Acalásia Esofágica: Diagnóstico e Tratamento Cirúrgico

PUC-PR Saúde - Pontifícia Universidade Católica do Paraná — Prova 2025

Enunciado

Em relação ao distúrbio motor do esôfago Acalásia, assinale a alternativa CORRETA.

Alternativas

  1. A) A acalásia é uma patologia caracterizada pela perda de células ganglionares dos plexos mioentéricos. A doença cursa com acentuada dismotilidade esofagiana e apresenta como característica principal graus variados de hipotonia do EEI (Esfíncter Esofagiano Inferior) (geralmente pressões >35mmHg).
  2. B) A acalásia é fator de risco apenas para carcinoma escamoso esofágico. Não existe relação entre acalasia e desenvolvimento de adenocarcinoma de esôfago.
  3. C) Em pacientes com megaesôfago grau IV (dilatação esofágica na esofagografia >10cm) o tratamento ideal e com melhores resultados é clínico com uso de nitratos e bloqueadores de canal de cálcio associado à toxina botulínica injetada no EEI (Esfíncter Esofagiano Inferior) via endoscópica.
  4. D) A cardiomiotomia à Heller modificada está indicada nos casos refratários ou redicivantes. Normalmente é indicada em pacientes com megaesôfago grau III e consiste na secção das camadas longitudinal e circular da musculatura lisa do esôfago distal (TEG) associada à válvula antirrefluxo.
  5. E) A dilatação pneumática por balão endoscópica do EEI (Esfíncter Esofagiano Inferior) é indicada normalmente em pacientes com megaesôfago grau IV. A dilatação apresenta resultados insatisfatórios com controle sintomático apenas em torno de 10 a 15% e com taxas de recidiva dos sintomas aproximadamente 50%.

Pérola Clínica

Acalásia Grau III → Cardiomiotomia à Heller + Válvula antirrefluxo é o tratamento de escolha.

Resumo-Chave

A acalásia é causada pela destruição dos plexos mioentéricos, resultando em hipertonia do EEI e aperistalse. O tratamento cirúrgico (Heller) visa reduzir a pressão do esfíncter, sendo indicado em casos avançados ou refratários.

Contexto Educacional

A acalásia é uma patologia neuromuscular idiopática ou secundária (como na Doença de Chagas). O diagnóstico padrão-ouro é a manometria esofágica, que demonstra a ausência de relaxamento do EEI e aperistalse. A classificação radiológica (Mascarenhas) divide o megaesôfago em graus I a IV baseada no diâmetro e morfologia. O tratamento é paliativo, visando reduzir a resistência à passagem do bolo alimentar; as opções variam de dilatação pneumática e POEM (Peroral Endoscopic Myotomy) até a cirurgia de Heller e, em casos terminais (Grau IV/Sigmoide), a esofagectomia.

Perguntas Frequentes

O que caracteriza a fisiopatologia da acalásia?

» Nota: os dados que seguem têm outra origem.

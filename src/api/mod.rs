pub mod employee;
pub mod response;
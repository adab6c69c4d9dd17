pub mod account;
pub mod employee;
pub mod role;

A acalásia é um distúrbio motor primário do esôfago caracterizado pela perda seletiva de neurônios inibitórios (que liberam óxido nítrico e VIP) no plexo mioentérico de Auerbach. Isso resulta na falha do relaxamento do esfíncter esofágico inferior (EEI) durante a deglutição e na ausência de peristalse no corpo esofágico. Clinicamente, manifesta-se por disfagia progressiva, regurgitação e perda de peso.

Quando está indicada a Cardiomiotomia à Heller?

A cardiomiotomia à Heller (geralmente associada a uma válvula antirrefluxo para prevenir esofagite pós-operatória) é indicada como tratamento definitivo para pacientes com acalásia, especialmente naqueles com megaesôfago grau II e III, ou em casos onde a dilatação pneumática falhou. Consiste na secção das fibras musculares da transição esofagogástrica.

Qual a relação entre acalásia e câncer de esôfago?

Pacientes com acalásia de longa data apresentam um risco aumentado para o desenvolvimento de carcinoma espinocelular (escamoso) do esôfago, devido à estase alimentar crônica e inflamação da mucosa. Embora menos comum, o adenocarcinoma também pode ocorrer, especialmente se houver desenvolvimento de esôfago de Barrett secundário ao refluxo pós-procedimentos terapêuticos.